_Exercise description_
Exactly the lines starting at the line containing "use log::info;" and ending at the line containing "let parse_coord = |field: &str|" are to be written out from the listing below, both included.
- - - - -
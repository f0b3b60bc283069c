//! Shared fixtures for the engine tests.

use ahash::AHashMap;
use cohort::{build, Catalogues, FeatureCoords, PhenoMatrix, Snp};
use parser::{Anchor, TrickMode};

use crate::AnalysisOptions;

/// One subgroup, one feature, one cis-SNP (plus a far-away one), with a
/// perfect dose-phenotype signal over `nb_samples` samples.
pub(crate) fn toy_catalogues(nb_samples: usize) -> Catalogues {
    let samples: Vec<String> = (0..nb_samples).map(|i| format!("s{i}")).collect();
    // Dosage cycles 0,1,2; phenotype follows it exactly.
    let doses: Vec<f64> = (0..nb_samples).map(|i| (i % 3) as f64).collect();
    let phenos: Vec<f64> = doses.iter().map(|d| d + 1.0).collect();
    toy_catalogues_with(samples, doses, phenos)
}

/// Same topology with caller-chosen dosages and phenotypes.
pub(crate) fn toy_catalogues_with(samples: Vec<String>, doses: Vec<f64>, phenos: Vec<f64>) -> Catalogues {
    let nb_samples = samples.len();
    let snps = vec![
        Snp::new("rs1".into(), "chr1".into(), 950, doses.clone(), vec![false; nb_samples]),
        Snp::new("rs2".into(), "chr1".into(), 5_000_000, doses, vec![false; nb_samples]),
    ];
    let matrix = PhenoMatrix {
        subgroup: "tissueA".into(),
        samples: samples.clone(),
        feature_names: vec!["gene1".into()],
        values: vec![phenos],
        is_na: vec![vec![false; nb_samples]],
    };
    let mut coords = AHashMap::new();
    coords.insert("gene1".to_string(), FeatureCoords { chr: "chr1".into(), start: 1000, end: 1100 });
    build::build(samples, snps, vec![matrix], coords, None, None).expect("toy catalogues")
}

pub(crate) fn toy_options() -> AnalysisOptions {
    AnalysisOptions {
        anchor: Anchor::Fss,
        cis_len: 100_000,
        maf_min: 0.0,
        bfs: None,
        pbf: None,
        grid: None,
        nperm: 0,
        seed: 1234,
        trick: TrickMode::Off,
    }
}
//! Data model of cismeta-rs: subgroups, sample-alignment tables, the SNP
//! arena and the feature catalogue.
//!
//! Catalogues are built once from loaded matrices, then stay read-only during
//! association scanning; only per-feature results and permutation counters
//! are mutated afterwards, each by the feature's own task.

pub mod samples;
pub mod snp;
pub mod feature;
pub mod build;

mod error;
pub use error::CohortError;

pub use samples::SampleMap;
pub use snp::{Snp, SnpIdx};
pub use feature::{Feature, FeatureCoords, PairResult};
pub use build::{Catalogues, PhenoMatrix};
//! BED-like feature coordinate loader: `chr start end name [...]`, 0-based
//! half-open start, stored 1-based inclusive.

use std::path::Path;

use ahash::AHashMap;
use anyhow::Result;
use cohort::FeatureCoords;
use located_error::LocatedError;
use log::info;

use super::{data_lines, ReadError};

pub fn load(path: &Path) -> Result<AHashMap<String, FeatureCoords>> {
    let loc_msg = || format!("While parsing the feature coordinates '{}'", path.display());

    let mut coords = AHashMap::new();
    for (line_no, line) in data_lines(path)? {
        let fields: Vec<&str> = line.split_whitespace().collect();
        if fields.len() < 4 {
            return Err(ReadError::ColumnCount{
                path: path.to_path_buf(), line: line_no,
                expected: "at least 4".to_string(), found: fields.len(),
            }).with_loc(loc_msg)
        }
        let parse_coord = |field: &str| -> Result<u32, ReadError> {
            field.parse().map_err(|_| ReadError::ParseNumber{
                path: path.to_path_buf(), line: line_no, field: field.to_string()
            })
        };
        let start: u32 = parse_coord(fields[1]).with_loc(loc_msg)?;
        let end: u32 = parse_coord(fields[2]).with_loc(loc_msg)?;
        coords.insert(fields[3].to_string(), FeatureCoords {
            chr: fields[0].to_string(),
            start: start + 1,
            end,
        });
    }
    if coords.is_empty() {
        return Err(ReadError::EmptyFile{path: path.to_path_buf()}).with_loc(loc_msg)
    }

    info!("Loaded coordinates for {} feature(s) from '{}'", coords.len(), path.display());
    Ok(coords)
}

#[cfg(test)]
mod tests {
    use super::*;
    use std::{fs::File, io::Write as _};

    #[test]
    fn bed_start_becomes_one_based() {
        let dir = tempfile::tempdir().expect("tempdir");
        let path = dir.path().join("fcoord.bed");
        File::create(&path)
            .and_then(|mut f| f.write_all(b"chr1\t999\t1100\tgene1\t.\t+\nchr2\t0\t500\tgene2\n"))
            .expect("fixture");

        let coords = load(&path).expect("valid bed");
        assert_eq!(coords["gene1"], FeatureCoords { chr: "chr1".into(), start: 1000, end: 1100 });
        assert_eq!(coords["gene2"].start, 1);
    }
}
- - - - -
_Reply_
use log::info;

use super::{data_lines, ReadError};

pub fn load(path: &Path) -> Result<AHashMap<String, FeatureCoords>> {
    let loc_msg = || format!("While parsing the feature coordinates '{}'", path.display());

    let mut coords = AHashMap::new();
    for (line_no, line) in data_lines(path)? {
        let fields: Vec<&str> = line.split_whitespace().collect();
        if fields.len() < 4 {
            return Err(ReadError::ColumnCount{
                path: path.to_path_buf(), line: line_no,
                expected: "at least 4".to_string(), found: fields.len(),
            }).with_loc(loc_msg)
        }
        let parse_coord = |field: &str| -> Result<u32, ReadError> {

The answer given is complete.